- **DIRECTIONS FOR THIS TASK**
Working through the lines below, return each one that holds "equations".

****

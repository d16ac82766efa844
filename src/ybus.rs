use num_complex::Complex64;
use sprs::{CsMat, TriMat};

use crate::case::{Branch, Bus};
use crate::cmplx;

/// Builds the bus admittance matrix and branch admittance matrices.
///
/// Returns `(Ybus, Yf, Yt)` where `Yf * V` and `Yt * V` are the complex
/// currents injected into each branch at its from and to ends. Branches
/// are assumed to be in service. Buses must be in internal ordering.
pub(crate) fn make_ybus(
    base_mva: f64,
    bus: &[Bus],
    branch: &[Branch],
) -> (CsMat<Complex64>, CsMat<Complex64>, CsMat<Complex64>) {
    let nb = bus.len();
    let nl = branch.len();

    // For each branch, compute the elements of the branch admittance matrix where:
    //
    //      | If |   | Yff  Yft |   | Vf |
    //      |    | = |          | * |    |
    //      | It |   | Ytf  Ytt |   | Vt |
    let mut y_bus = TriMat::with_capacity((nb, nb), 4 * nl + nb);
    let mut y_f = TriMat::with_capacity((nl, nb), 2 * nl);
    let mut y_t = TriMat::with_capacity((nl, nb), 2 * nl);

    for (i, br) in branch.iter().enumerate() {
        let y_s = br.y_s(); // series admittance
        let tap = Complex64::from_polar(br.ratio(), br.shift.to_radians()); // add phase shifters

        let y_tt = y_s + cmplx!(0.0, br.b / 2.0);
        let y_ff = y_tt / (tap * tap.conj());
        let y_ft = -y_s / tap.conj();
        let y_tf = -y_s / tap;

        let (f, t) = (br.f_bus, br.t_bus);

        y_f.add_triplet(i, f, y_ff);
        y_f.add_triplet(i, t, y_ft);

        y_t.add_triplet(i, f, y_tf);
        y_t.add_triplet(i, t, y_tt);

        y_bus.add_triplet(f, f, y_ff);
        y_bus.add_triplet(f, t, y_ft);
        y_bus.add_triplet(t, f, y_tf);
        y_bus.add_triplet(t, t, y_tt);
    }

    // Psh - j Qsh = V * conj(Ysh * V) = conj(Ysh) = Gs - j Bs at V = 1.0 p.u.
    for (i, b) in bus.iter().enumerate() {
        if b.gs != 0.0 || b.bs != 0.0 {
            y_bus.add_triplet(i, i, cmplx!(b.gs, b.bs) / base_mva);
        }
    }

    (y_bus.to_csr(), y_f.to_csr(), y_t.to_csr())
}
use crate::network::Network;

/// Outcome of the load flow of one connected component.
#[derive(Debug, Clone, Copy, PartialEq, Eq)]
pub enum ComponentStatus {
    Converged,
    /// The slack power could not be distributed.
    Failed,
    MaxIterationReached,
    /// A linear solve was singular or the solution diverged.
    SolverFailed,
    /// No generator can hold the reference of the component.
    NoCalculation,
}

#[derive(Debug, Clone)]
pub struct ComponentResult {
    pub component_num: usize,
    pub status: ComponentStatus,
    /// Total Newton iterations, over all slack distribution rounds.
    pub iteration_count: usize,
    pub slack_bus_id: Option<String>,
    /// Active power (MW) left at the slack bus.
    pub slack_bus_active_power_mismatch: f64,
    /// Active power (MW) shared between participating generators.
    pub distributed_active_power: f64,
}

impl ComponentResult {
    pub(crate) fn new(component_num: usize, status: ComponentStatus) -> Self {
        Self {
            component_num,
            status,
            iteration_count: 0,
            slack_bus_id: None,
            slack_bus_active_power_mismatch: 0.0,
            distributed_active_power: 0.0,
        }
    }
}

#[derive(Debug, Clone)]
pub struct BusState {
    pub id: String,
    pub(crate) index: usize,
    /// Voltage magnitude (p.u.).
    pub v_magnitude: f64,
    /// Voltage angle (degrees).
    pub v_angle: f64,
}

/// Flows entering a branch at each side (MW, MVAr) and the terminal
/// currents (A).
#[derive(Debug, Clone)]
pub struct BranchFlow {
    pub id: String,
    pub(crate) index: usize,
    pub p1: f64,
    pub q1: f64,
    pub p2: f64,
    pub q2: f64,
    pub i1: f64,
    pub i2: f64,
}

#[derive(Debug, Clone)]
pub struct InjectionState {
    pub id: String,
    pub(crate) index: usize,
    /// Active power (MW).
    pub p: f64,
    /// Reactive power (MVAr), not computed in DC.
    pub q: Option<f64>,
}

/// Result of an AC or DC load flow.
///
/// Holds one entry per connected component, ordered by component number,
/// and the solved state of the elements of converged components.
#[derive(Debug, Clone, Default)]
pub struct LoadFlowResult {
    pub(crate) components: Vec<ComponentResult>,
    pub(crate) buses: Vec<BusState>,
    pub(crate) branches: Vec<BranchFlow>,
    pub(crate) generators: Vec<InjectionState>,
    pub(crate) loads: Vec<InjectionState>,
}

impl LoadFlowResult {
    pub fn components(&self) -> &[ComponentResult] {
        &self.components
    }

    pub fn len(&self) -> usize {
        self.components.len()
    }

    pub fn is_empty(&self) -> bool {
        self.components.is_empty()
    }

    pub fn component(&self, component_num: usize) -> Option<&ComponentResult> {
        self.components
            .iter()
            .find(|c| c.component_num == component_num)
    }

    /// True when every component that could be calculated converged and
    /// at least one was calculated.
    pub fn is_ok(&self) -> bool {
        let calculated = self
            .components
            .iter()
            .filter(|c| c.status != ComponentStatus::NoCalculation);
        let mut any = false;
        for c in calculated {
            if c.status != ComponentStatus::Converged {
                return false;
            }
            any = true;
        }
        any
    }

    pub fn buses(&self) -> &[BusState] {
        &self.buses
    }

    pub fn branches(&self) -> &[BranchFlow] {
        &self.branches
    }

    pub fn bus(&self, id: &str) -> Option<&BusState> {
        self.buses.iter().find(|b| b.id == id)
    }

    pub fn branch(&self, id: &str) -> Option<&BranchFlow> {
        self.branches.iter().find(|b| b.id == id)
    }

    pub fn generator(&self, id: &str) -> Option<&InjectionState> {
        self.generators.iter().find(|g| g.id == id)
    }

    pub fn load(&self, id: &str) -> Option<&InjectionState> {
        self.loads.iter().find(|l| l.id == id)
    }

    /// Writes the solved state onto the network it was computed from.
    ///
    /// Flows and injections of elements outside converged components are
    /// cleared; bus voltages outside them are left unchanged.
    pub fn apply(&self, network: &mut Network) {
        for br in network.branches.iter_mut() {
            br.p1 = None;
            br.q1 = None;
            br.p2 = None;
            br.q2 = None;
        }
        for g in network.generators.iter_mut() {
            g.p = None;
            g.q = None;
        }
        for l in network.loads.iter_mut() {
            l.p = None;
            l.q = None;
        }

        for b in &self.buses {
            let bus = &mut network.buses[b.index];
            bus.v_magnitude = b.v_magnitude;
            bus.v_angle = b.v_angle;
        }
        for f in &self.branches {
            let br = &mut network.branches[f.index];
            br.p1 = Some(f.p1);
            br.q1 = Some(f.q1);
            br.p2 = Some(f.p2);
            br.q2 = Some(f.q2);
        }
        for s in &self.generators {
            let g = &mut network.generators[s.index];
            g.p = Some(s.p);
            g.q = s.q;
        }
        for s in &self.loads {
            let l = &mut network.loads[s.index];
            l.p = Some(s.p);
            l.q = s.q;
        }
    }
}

****

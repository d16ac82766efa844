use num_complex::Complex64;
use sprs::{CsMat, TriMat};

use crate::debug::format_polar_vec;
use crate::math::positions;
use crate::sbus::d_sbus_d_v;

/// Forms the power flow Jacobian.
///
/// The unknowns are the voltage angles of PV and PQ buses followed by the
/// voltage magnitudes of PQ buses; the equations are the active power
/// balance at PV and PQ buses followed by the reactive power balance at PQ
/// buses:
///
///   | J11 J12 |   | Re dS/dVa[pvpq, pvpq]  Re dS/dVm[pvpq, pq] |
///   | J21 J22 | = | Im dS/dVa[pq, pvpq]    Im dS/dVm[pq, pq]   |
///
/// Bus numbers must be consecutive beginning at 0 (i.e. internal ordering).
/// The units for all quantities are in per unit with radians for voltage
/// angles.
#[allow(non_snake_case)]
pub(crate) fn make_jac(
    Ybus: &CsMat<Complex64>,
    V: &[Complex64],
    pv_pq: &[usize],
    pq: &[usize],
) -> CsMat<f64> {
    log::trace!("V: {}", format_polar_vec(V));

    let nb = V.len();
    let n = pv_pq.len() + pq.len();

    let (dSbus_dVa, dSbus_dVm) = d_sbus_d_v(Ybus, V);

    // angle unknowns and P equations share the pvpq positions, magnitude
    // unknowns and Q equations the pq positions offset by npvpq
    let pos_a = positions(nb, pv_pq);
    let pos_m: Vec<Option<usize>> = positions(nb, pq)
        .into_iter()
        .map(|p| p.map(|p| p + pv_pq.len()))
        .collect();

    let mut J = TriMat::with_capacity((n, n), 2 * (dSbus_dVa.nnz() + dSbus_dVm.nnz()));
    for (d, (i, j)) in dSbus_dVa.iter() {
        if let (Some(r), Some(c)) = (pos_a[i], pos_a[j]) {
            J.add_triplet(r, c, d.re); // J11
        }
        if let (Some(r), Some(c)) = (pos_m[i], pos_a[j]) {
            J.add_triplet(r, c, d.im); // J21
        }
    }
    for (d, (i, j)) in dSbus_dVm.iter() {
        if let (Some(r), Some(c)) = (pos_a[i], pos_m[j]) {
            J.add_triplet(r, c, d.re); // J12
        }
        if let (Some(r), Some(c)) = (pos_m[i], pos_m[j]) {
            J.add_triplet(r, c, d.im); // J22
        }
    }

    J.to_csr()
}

****

- **TASK RESULT**
/// voltage magnitudes of PQ buses; the equations are the active power
    // angle unknowns and P equations share the pvpq positions, magnitude
    // unknowns and Q equations the pq positions offset by npvpq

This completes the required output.